What you should do
From the data below, return the exact lines starting at the line containing "layered benchmark configuration" and ending at the line containing "append-only benchmark log", both included, and nothing else.

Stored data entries
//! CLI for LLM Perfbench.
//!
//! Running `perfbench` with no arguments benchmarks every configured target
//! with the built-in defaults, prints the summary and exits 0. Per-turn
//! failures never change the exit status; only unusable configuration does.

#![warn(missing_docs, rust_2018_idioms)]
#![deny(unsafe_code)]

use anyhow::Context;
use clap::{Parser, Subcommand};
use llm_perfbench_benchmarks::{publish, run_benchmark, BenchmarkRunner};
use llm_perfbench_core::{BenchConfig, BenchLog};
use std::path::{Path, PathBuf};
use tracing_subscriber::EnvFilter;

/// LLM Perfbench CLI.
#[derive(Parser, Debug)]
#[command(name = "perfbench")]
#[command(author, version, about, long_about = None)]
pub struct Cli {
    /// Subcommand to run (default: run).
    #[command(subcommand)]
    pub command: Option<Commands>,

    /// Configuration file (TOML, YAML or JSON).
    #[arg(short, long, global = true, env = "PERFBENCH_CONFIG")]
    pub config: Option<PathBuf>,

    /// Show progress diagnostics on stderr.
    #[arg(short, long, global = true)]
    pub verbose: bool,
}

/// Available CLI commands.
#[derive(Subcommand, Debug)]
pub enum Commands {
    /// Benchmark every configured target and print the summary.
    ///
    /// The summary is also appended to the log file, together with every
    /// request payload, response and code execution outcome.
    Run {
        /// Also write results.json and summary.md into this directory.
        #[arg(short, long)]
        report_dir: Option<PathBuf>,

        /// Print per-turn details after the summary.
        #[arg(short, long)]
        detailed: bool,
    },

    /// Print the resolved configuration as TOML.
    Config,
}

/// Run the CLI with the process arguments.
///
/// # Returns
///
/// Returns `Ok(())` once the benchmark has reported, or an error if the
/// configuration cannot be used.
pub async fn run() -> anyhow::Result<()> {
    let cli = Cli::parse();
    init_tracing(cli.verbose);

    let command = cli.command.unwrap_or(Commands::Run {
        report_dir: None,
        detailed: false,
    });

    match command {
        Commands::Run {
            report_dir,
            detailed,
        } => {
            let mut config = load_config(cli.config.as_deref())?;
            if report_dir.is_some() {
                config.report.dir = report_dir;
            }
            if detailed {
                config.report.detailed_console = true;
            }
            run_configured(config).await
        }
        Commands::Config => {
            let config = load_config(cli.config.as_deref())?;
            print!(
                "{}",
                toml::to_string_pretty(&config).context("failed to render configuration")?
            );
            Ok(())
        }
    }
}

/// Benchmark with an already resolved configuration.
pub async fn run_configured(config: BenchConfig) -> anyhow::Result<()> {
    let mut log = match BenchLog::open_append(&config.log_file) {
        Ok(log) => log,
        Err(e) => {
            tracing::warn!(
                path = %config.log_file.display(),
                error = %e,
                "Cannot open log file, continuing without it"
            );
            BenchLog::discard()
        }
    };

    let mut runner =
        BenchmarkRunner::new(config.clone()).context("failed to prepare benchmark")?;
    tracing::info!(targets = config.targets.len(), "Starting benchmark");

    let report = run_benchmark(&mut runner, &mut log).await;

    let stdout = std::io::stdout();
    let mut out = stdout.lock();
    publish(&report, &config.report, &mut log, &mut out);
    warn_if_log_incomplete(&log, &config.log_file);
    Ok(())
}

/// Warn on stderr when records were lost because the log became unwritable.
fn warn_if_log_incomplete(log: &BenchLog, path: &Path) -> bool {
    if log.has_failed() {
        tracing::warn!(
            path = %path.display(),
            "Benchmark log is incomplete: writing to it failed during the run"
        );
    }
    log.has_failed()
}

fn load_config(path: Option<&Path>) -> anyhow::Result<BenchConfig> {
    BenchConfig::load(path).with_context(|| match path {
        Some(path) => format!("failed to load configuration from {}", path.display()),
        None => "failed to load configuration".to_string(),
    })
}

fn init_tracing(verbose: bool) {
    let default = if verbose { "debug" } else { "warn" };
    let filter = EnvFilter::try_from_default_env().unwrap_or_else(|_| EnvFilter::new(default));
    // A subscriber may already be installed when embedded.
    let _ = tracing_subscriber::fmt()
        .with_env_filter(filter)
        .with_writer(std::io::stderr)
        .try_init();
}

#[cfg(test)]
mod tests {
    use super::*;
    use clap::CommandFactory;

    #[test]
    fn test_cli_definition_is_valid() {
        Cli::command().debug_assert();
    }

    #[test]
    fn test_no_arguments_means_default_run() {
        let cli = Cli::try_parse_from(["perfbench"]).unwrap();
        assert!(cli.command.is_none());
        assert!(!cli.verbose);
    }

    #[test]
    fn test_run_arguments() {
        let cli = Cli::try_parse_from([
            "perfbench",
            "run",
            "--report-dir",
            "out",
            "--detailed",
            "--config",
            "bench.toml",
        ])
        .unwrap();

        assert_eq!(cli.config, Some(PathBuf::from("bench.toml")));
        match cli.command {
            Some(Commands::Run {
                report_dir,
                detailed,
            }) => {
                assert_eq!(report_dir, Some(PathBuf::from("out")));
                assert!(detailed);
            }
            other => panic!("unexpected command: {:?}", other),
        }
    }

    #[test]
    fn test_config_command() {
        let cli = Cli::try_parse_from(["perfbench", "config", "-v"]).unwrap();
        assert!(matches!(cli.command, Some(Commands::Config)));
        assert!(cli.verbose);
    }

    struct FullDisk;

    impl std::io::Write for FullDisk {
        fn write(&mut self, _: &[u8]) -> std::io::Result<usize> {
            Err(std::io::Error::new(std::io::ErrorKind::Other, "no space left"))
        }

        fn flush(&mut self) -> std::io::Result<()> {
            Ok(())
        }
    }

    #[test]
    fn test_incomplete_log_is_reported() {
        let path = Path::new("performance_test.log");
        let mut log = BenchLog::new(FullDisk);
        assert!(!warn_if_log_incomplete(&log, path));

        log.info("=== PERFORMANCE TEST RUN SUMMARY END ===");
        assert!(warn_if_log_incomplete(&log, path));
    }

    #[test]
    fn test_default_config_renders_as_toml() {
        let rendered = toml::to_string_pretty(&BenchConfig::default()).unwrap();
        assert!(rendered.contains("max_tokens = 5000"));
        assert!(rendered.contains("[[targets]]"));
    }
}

...

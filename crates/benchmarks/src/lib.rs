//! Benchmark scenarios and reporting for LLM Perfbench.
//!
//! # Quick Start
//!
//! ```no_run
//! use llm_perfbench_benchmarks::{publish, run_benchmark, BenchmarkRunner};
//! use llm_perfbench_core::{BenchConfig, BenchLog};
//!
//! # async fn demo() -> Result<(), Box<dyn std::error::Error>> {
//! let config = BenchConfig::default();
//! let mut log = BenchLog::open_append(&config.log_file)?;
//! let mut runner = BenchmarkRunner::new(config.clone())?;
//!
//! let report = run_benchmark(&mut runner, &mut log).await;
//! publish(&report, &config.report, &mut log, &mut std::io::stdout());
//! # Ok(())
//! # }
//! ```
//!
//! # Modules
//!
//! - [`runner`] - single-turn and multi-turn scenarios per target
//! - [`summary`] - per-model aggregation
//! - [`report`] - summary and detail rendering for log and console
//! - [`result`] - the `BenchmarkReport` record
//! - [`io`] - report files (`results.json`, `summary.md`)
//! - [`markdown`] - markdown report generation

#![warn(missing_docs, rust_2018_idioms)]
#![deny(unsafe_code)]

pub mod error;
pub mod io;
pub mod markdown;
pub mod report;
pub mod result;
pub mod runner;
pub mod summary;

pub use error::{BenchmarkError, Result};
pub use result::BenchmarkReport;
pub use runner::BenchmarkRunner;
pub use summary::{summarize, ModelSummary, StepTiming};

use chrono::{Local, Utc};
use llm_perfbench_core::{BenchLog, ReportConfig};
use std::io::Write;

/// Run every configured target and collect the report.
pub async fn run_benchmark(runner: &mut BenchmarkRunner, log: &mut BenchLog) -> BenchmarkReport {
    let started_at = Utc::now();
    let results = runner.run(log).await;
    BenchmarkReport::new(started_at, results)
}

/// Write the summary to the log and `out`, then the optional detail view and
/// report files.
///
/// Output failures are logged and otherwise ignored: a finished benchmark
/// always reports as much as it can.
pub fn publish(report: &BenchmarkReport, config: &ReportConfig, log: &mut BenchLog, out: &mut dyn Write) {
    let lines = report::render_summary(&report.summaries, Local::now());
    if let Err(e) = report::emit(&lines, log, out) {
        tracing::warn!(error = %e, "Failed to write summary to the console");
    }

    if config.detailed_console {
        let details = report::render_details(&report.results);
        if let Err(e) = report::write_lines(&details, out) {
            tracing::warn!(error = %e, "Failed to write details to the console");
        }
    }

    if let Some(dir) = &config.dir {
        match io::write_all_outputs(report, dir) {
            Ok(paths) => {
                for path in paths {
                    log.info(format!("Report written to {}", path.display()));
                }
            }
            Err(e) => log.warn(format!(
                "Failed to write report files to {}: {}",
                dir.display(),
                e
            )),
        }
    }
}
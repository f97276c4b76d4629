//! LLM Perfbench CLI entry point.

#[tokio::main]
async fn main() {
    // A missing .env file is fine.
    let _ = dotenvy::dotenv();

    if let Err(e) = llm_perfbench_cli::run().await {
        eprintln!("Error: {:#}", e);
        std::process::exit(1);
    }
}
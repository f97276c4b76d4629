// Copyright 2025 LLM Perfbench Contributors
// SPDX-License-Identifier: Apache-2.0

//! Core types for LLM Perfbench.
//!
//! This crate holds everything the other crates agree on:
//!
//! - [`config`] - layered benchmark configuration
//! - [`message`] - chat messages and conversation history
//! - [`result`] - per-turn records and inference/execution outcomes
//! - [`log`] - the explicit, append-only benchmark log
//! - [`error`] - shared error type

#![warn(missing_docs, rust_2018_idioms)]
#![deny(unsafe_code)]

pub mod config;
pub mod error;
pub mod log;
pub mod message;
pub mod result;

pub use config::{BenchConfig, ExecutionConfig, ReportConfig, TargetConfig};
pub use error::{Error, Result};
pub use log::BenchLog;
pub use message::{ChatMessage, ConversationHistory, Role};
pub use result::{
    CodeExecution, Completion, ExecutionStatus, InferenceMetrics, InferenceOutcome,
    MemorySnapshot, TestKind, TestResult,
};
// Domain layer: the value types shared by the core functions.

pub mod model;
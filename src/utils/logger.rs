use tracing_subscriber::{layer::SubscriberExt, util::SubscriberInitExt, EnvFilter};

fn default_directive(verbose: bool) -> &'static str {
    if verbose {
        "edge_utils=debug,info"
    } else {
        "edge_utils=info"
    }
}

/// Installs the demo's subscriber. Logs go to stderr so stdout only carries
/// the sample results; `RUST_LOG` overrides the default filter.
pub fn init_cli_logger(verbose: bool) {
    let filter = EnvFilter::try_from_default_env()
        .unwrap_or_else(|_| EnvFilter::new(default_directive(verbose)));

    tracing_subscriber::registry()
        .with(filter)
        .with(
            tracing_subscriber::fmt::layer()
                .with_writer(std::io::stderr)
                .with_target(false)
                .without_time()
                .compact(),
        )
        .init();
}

* * *

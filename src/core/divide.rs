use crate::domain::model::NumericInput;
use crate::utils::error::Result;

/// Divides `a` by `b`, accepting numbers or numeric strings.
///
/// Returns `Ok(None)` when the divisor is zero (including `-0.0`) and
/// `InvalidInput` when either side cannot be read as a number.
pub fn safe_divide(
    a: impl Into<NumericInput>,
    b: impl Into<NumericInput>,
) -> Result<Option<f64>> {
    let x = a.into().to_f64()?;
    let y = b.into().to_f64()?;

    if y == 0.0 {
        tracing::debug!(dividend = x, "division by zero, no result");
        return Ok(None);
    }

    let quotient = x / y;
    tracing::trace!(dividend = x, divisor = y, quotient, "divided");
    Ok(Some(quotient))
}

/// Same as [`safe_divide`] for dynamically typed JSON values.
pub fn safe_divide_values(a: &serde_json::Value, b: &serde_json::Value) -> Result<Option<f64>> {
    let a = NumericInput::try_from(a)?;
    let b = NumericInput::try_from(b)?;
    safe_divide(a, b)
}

Exercise answer
//! - [`config`] - layered benchmark configuration
//! - [`message`] - chat messages and conversation history
//! - [`result`] - per-turn records and inference/execution outcomes
//! - [`log`] - the explicit, append-only benchmark log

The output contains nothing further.